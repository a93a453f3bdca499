//! Board module - one loaded level
//!
//! A [`Board`] owns the frozen [`Grid`], the [`BlockRegistry`] and the
//! [`ColorAssigner`] used while loading. It is built in one go by
//! [`Board::load`]; any construction error leaves no board behind.
//!
//! Lifecycle: `Ready -> (shove) -> Ready | Solved | Failed`. Each
//! [`Board::shove`] resolves the move and evaluates the result before
//! returning, so callers only ever observe settled states. Once the board
//! is `Solved` or `Failed` further shoves are rejected.

use crate::config::{validate_board_size, EngineConfig};
use crate::error::{GridError, LoadError, MoveError, PlacementError};
use crate::grid::Grid;
use crate::level::LevelData;
use crate::outcome::evaluate;
use crate::palette::{ColorAssigner, Palette};
use crate::registry::{Block, BlockRegistry};
use crate::resolve::{resolve_move, BlockMove};
use crate::snapshot::BoardSnapshot;
use crate::types::{BlockKind, BlockType, BoardStatus, CellKind, Color, Direction, Outcome, Position};

/// Everything that happened during one shove
#[derive(Debug, Clone, PartialEq, Eq)]
pub struct MoveReport {
    pub direction: Direction,
    pub outcome: Outcome,
    /// Blocks that travelled, with their start and end cells
    pub moved: Vec<BlockMove>,
    /// Blocks removed by hazards after the slide
    pub destroyed: Vec<Block>,
}

#[derive(Debug, Clone)]
pub struct Board {
    grid: Grid,
    registry: BlockRegistry,
    colors: ColorAssigner,
    status: BoardStatus,
    moves: u32,
}

impl Board {
    /// Build a board from level data.
    ///
    /// Colors are assigned to block types first, then to destination-only
    /// types. Destinations and hazards are stamped before blocks are placed,
    /// so a destination may sit where the platform layout has no cell.
    pub fn load(level: &LevelData, config: &EngineConfig) -> Result<Self, LoadError> {
        config.validate()?;
        let size = level.board_size(config.board_size);
        validate_board_size(size)?;

        let mut colors = ColorAssigner::new(config.palette.clone(), config.seed);
        for block_type in level.block_types() {
            colors.color_for(block_type)?;
        }

        let mut builder = level.platform_grid(size)?;
        let mut stamped = vec![false; usize::from(size) * usize::from(size)];

        for (&block_type, indices) in &level.destinations {
            let color = colors.color_for(block_type)?;
            for &index in indices {
                let pos = LevelData::position(index, size)?;
                stamp(&mut stamped, index, pos)?;
                builder
                    .set_cell_kind(pos, CellKind::Destination(color))
                    .map_err(|err| LoadError::Layout(err.to_string()))?;
            }
        }

        for &index in &level.hazards {
            let pos = LevelData::position(index, size)?;
            stamp(&mut stamped, index, pos)?;
            builder
                .set_cell_kind(pos, CellKind::Hazard)
                .map_err(|err| LoadError::Layout(err.to_string()))?;
        }

        let grid = builder.build();
        let mut registry = BlockRegistry::new(size);

        for (&block_type, indices) in &level.blocks {
            let color = colors.color_for(block_type)?;
            for &index in indices {
                let pos = LevelData::position(index, size)?;
                place(&grid, &mut registry, BlockKind::Colored(color), pos)?;
            }
        }

        for &index in &level.obstacles {
            let pos = LevelData::position(index, size)?;
            place(&grid, &mut registry, BlockKind::Obstacle { stoppable: true }, pos)?;
        }

        tracing::info!(
            size,
            blocks = registry.len(),
            types = colors.assignments().count(),
            "level loaded"
        );

        Ok(Self {
            grid,
            registry,
            colors,
            status: BoardStatus::Ready,
            moves: 0,
        })
    }

    /// Assemble a board from a prepared grid and registry, checking that
    /// every block stands on a walkable cell of a board of the same size.
    pub fn from_parts(grid: Grid, registry: BlockRegistry) -> Result<Self, LoadError> {
        if grid.size() != registry.size() {
            return Err(LoadError::Layout(format!(
                "grid is {0}x{0} but registry is {1}x{1}",
                grid.size(),
                registry.size()
            )));
        }
        if let Some(block) = registry.blocks().find(|b| !grid.is_walkable(b.position)) {
            return Err(PlacementError::NoPlatform {
                position: block.position,
            }
            .into());
        }

        Ok(Self {
            grid,
            registry,
            colors: ColorAssigner::new(Palette::full(), 1),
            status: BoardStatus::Ready,
            moves: 0,
        })
    }

    /// Shove every block in `direction`, then evaluate the result
    pub fn shove(&mut self, direction: Direction) -> Result<MoveReport, MoveError> {
        if self.status.is_terminal() {
            return Err(MoveError::Finished {
                status: self.status,
            });
        }

        let resolution = resolve_move(&self.grid, &self.registry, direction);
        let mut registry = resolution.registry;
        let evaluation = evaluate(&self.grid, &mut registry);

        self.registry = registry;
        self.status = evaluation.outcome.into();
        self.moves += 1;

        tracing::debug!(
            direction = direction.as_str(),
            moved = resolution.moved.len(),
            destroyed = evaluation.destroyed.len(),
            outcome = evaluation.outcome.as_str(),
            "shove resolved"
        );

        Ok(MoveReport {
            direction,
            outcome: evaluation.outcome,
            moved: resolution.moved,
            destroyed: evaluation.destroyed,
        })
    }

    pub fn status(&self) -> BoardStatus {
        self.status
    }

    /// Number of shoves applied since load
    pub fn move_count(&self) -> u32 {
        self.moves
    }

    pub fn size(&self) -> u8 {
        self.grid.size()
    }

    pub fn grid(&self) -> &Grid {
        &self.grid
    }

    pub fn registry(&self) -> &BlockRegistry {
        &self.registry
    }

    pub fn blocks(&self) -> impl Iterator<Item = &Block> + '_ {
        self.registry.blocks()
    }

    pub fn cell_kind(&self, pos: Position) -> Result<CellKind, GridError> {
        self.grid.cell_kind(pos)
    }

    pub fn occupant_at(&self, pos: Position) -> Option<&Block> {
        self.registry.occupant_at(pos)
    }

    /// Color assigned to `block_type` during load
    pub fn type_color(&self, block_type: BlockType) -> Option<Color> {
        self.colors.assigned(block_type)
    }

    pub fn snapshot(&self) -> BoardSnapshot {
        BoardSnapshot::capture(self)
    }
}

fn stamp(stamped: &mut [bool], index: usize, position: Position) -> Result<(), LoadError> {
    if stamped[index] {
        return Err(LoadError::CellConflict { position });
    }
    stamped[index] = true;
    Ok(())
}

fn place(
    grid: &Grid,
    registry: &mut BlockRegistry,
    kind: BlockKind,
    position: Position,
) -> Result<(), LoadError> {
    if !grid.is_walkable(position) {
        return Err(PlacementError::NoPlatform { position }.into());
    }
    registry.place(kind, position)?;
    Ok(())
}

+--

WORK ORDER. All of the material is to be retyped verbatim.

EXERCISE OUTPUT.
repository a93a453f3bdca499
//! Board module - one loaded level
//!
//! A [`Board`] owns the frozen [`Grid`], the [`BlockRegistry`] and the
//! [`ColorAssigner`] used while loading. It is built in one go by
//! [`Board::load`]; any construction error leaves no board behind.
//!
//! Lifecycle: `Ready -> (shove) -> Ready | Solved | Failed`. Each
//! [`Board::shove`] resolves the move and evaluates the result before
//! returning, so callers only ever observe settled states. Once the board
//! is `Solved` or `Failed` further shoves are rejected.

use crate::config::{validate_board_size, EngineConfig};
use crate::error::{GridError, LoadError, MoveError, PlacementError};
use crate::grid::Grid;
use crate::level::LevelData;
use crate::outcome::evaluate;
use crate::palette::{ColorAssigner, Palette};
use crate::registry::{Block, BlockRegistry};
use crate::resolve::{resolve_move, BlockMove};
use crate::snapshot::BoardSnapshot;
use crate::types::{BlockKind, BlockType, BoardStatus, CellKind, Color, Direction, Outcome, Position};

/// Everything that happened during one shove
#[derive(Debug, Clone, PartialEq, Eq)]
pub struct MoveReport {
    pub direction: Direction,
    pub outcome: Outcome,
    /// Blocks that travelled, with their start and end cells
    pub moved: Vec<BlockMove>,
    /// Blocks removed by hazards after the slide
    pub destroyed: Vec<Block>,
}

#[derive(Debug, Clone)]
pub struct Board {
    grid: Grid,
    registry: BlockRegistry,
    colors: ColorAssigner,
    status: BoardStatus,
    moves: u32,
}

impl Board {
    /// Build a board from level data.
    ///
    /// Colors are assigned to block types first, then to destination-only
    /// types. Destinations and hazards are stamped before blocks are placed,
    /// so a destination may sit where the platform layout has no cell.
    pub fn load(level: &LevelData, config: &EngineConfig) -> Result<Self, LoadError> {
        config.validate()?;
        let size = level.board_size(config.board_size);
        validate_board_size(size)?;

        let mut colors = ColorAssigner::new(config.palette.clone(), config.seed);
        for block_type in level.block_types() {
            colors.color_for(block_type)?;
        }

        let mut builder = level.platform_grid(size)?;
        let mut stamped = vec![false; usize::from(size) * usize::from(size)];

        for (&block_type, indices) in &level.destinations {
            let color = colors.color_for(block_type)?;
            for &index in indices {
                let pos = LevelData::position(index, size)?;
                stamp(&mut stamped, index, pos)?;
                builder
                    .set_cell_kind(pos, CellKind::Destination(color))
                    .map_err(|err| LoadError::Layout(err.to_string()))?;
            }
        }

        for &index in &level.hazards {
            let pos = LevelData::position(index, size)?;
            stamp(&mut stamped, index, pos)?;
            builder
                .set_cell_kind(pos, CellKind::Hazard)
                .map_err(|err| LoadError::Layout(err.to_string()))?;
        }

        let grid = builder.build();
        let mut registry = BlockRegistry::new(size);

        for (&block_type, indices) in &level.blocks {
            let color = colors.color_for(block_type)?;
            for &index in indices {
                let pos = LevelData::position(index, size)?;
                place(&grid, &mut registry, BlockKind::Colored(color), pos)?;
            }
        }

        for &index in &level.obstacles {
            let pos = LevelData::position(index, size)?;
            place(&grid, &mut registry, BlockKind::Obstacle { stoppable: true }, pos)?;
        }

        tracing::info!(
            size,
            blocks = registry.len(),
            types = colors.assignments().count(),
            "level loaded"
        );

        Ok(Self {
            grid,
            registry,
            colors,
            status: BoardStatus::Ready,
            moves: 0,
        })
    }

    /// Assemble a board from a prepared grid and registry, checking that
    /// every block stands on a walkable cell of a board of the same size.
    pub fn from_parts(grid: Grid, registry: BlockRegistry) -> Result<Self, LoadError> {
        if grid.size() != registry.size() {
            return Err(LoadError::Layout(format!(
                "grid is {0}x{0} but registry is {1}x{1}",
                grid.size(),
                registry.size()
            )));
        }
        if let Some(block) = registry.blocks().find(|b| !grid.is_walkable(b.position)) {
            return Err(PlacementError::NoPlatform {
                position: block.position,
            }
            .into());
        }

        Ok(Self {
            grid,
            registry,
            colors: ColorAssigner::new(Palette::full(), 1),
            status: BoardStatus::Ready,
            moves: 0,
        })
    }

    /// Shove every block in `direction`, then evaluate the result
    pub fn shove(&mut self, direction: Direction) -> Result<MoveReport, MoveError> {
        if self.status.is_terminal() {
            return Err(MoveError::Finished {
                status: self.status,
            });
        }

        let resolution = resolve_move(&self.grid, &self.registry, direction);
        let mut registry = resolution.registry;
        let evaluation = evaluate(&self.grid, &mut registry);

        self.registry = registry;
        self.status = evaluation.outcome.into();
        self.moves += 1;

        tracing::debug!(
            direction = direction.as_str(),
            moved = resolution.moved.len(),
            destroyed = evaluation.destroyed.len(),
            outcome = evaluation.outcome.as_str(),
            "shove resolved"
        );

        Ok(MoveReport {
            direction,
            outcome: evaluation.outcome,
            moved: resolution.moved,
            destroyed: evaluation.destroyed,
        })
    }

    pub fn status(&self) -> BoardStatus {
        self.status
    }

    /// Number of shoves applied since load
    pub fn move_count(&self) -> u32 {
        self.moves
    }

    pub fn size(&self) -> u8 {
        self.grid.size()
    }

    pub fn grid(&self) -> &Grid {
        &self.grid
    }

    pub fn registry(&self) -> &BlockRegistry {
        &self.registry
    }

    pub fn blocks(&self) -> impl Iterator<Item = &Block> + '_ {
        self.registry.blocks()
    }

    pub fn cell_kind(&self, pos: Position) -> Result<CellKind, GridError> {
        self.grid.cell_kind(pos)
    }

    pub fn occupant_at(&self, pos: Position) -> Option<&Block> {
        self.registry.occupant_at(pos)
    }

    /// Color assigned to `block_type` during load
    pub fn type_color(&self, block_type: BlockType) -> Option<Color> {
        self.colors.assigned(block_type)
    }

    pub fn snapshot(&self) -> BoardSnapshot {
        BoardSnapshot::capture(self)
    }
}

fn stamp(stamped: &mut [bool], index: usize, position: Position) -> Result<(), LoadError> {
    if stamped[index] {
        return Err(LoadError::CellConflict { position });
    }
    stamped[index] = true;
    Ok(())
}

fn place(
    grid: &Grid,
    registry: &mut BlockRegistry,
    kind: BlockKind,
    position: Position,
) -> Result<(), LoadError> {
    if !grid.is_walkable(position) {
        return Err(PlacementError::NoPlatform { position }.into());
    }
    registry.place(kind, position)?;
    Ok(())
}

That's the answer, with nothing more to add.